### Exercise
Find each line below containing the word "VALUES" and copy it.

........

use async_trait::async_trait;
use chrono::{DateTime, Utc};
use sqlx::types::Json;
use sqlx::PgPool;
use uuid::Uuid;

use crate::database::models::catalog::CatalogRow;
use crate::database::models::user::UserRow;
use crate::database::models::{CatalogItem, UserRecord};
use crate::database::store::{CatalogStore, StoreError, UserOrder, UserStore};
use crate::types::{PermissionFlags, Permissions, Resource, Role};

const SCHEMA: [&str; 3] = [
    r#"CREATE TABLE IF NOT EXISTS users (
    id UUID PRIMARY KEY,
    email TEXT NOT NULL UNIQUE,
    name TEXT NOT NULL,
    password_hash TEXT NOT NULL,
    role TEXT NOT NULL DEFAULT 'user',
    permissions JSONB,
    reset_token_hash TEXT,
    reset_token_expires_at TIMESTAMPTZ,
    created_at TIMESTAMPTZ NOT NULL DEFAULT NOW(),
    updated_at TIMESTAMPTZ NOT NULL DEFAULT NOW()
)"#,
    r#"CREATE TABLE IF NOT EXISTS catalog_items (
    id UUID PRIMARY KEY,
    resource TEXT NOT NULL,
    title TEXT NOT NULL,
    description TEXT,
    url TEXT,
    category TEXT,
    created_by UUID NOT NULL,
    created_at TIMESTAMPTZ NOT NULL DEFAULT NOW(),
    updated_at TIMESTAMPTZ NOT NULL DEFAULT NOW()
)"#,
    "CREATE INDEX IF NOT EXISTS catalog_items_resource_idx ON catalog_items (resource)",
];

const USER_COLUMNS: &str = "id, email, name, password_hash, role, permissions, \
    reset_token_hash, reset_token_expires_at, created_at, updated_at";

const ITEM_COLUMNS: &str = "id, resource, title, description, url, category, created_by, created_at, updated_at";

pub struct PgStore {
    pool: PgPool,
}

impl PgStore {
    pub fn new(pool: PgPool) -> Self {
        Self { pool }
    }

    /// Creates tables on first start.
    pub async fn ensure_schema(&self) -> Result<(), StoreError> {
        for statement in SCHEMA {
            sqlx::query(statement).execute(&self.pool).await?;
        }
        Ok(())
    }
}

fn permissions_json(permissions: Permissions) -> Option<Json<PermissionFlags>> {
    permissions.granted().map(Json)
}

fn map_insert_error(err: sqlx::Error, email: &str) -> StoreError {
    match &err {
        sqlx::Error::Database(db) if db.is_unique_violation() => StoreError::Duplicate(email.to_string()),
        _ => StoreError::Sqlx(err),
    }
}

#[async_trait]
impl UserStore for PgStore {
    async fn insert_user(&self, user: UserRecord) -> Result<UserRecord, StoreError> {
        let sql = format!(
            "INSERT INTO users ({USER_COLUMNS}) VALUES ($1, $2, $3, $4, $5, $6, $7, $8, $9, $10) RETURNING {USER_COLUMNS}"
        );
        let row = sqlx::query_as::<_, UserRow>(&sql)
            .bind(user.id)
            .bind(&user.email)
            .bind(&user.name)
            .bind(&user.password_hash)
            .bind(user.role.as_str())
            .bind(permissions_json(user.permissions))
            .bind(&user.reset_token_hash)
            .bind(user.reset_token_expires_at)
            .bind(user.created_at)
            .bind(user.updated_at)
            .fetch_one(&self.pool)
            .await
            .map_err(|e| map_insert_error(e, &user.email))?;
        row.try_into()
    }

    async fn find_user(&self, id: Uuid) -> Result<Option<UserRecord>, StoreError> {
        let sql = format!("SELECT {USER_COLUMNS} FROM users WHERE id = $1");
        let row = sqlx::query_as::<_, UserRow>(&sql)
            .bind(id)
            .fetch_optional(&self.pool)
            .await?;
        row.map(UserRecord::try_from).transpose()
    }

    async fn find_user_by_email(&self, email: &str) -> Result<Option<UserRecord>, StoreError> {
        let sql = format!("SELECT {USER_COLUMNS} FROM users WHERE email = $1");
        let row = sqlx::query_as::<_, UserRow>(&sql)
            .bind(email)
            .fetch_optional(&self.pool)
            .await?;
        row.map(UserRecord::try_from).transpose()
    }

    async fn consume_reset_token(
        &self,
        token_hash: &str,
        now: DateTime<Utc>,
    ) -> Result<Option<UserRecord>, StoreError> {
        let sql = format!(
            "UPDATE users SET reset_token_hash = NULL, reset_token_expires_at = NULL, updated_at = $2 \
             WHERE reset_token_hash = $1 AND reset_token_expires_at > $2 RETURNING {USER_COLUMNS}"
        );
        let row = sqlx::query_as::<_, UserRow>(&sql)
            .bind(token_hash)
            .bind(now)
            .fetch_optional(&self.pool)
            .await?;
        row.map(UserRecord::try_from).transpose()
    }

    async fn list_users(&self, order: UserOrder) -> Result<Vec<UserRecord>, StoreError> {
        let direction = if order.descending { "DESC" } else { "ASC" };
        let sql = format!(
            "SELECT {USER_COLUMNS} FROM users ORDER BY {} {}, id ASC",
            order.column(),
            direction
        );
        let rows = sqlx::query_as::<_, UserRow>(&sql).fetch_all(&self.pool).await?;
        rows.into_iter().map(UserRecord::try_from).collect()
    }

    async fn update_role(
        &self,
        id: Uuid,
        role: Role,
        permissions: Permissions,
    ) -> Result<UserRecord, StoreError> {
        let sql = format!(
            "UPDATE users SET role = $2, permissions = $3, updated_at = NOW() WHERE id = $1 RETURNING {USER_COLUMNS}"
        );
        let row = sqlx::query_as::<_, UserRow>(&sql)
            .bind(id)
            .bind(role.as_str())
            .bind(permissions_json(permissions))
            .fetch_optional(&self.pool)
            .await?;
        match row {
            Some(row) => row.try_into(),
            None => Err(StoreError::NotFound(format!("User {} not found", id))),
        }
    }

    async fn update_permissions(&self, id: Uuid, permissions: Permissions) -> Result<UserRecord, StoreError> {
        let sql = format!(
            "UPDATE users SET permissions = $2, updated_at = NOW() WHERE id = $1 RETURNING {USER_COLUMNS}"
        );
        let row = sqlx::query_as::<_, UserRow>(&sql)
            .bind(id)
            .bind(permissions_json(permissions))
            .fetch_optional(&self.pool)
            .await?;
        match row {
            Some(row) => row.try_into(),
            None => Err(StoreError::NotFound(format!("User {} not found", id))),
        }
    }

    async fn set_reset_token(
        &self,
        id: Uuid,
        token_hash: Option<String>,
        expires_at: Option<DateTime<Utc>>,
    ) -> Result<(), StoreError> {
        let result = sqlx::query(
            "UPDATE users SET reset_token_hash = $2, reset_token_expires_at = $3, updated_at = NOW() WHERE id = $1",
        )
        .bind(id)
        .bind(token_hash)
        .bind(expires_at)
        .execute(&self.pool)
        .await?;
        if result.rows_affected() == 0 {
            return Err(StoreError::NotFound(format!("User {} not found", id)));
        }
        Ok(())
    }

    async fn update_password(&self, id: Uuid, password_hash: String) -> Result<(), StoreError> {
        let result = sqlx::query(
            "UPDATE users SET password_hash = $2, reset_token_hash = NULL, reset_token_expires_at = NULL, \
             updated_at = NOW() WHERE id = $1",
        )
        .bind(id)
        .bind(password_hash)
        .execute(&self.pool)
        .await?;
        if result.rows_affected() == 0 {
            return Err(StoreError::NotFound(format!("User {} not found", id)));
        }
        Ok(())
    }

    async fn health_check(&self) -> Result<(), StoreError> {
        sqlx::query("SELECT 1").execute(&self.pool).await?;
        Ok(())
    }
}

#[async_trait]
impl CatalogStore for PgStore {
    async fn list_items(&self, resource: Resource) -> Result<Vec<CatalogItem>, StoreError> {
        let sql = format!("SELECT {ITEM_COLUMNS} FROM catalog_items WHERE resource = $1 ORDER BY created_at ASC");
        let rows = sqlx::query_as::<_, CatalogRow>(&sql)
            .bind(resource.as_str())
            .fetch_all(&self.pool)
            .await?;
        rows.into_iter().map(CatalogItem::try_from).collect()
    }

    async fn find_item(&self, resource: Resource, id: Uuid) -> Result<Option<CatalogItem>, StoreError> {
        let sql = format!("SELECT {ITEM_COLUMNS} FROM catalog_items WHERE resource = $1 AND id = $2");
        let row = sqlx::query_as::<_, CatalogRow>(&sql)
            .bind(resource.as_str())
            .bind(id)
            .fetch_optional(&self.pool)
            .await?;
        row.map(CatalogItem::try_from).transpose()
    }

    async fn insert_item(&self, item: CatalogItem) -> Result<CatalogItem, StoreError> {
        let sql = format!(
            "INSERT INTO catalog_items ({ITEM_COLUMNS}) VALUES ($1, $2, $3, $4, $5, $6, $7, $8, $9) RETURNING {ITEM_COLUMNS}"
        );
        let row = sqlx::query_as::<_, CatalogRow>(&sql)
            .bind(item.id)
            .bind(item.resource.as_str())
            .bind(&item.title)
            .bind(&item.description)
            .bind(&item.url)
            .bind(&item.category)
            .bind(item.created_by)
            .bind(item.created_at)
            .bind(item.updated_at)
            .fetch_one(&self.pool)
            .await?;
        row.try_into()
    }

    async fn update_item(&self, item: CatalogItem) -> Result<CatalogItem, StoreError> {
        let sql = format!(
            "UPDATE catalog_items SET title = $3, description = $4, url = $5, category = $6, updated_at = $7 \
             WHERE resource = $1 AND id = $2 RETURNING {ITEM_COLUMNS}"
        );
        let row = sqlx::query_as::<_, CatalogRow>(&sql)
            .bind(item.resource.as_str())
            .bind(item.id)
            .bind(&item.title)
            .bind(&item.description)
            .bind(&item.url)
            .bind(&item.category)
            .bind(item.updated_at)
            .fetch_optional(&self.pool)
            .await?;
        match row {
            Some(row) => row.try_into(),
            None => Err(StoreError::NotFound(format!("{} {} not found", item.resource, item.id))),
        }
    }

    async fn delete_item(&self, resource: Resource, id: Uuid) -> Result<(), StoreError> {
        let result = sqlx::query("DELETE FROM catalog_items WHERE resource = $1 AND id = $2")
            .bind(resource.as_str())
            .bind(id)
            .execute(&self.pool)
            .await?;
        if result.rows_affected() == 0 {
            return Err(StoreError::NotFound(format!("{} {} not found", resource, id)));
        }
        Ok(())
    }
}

........

### Result of this exercise
            "INSERT INTO users ({USER_COLUMNS}) VALUES ($1, $2, $3, $4, $5, $6, $7, $8, $9, $10) RETURNING {USER_COLUMNS}"
            "INSERT INTO catalog_items ({ITEM_COLUMNS}) VALUES ($1, $2, $3, $4, $5, $6, $7, $8, $9) RETURNING {ITEM_COLUMNS}"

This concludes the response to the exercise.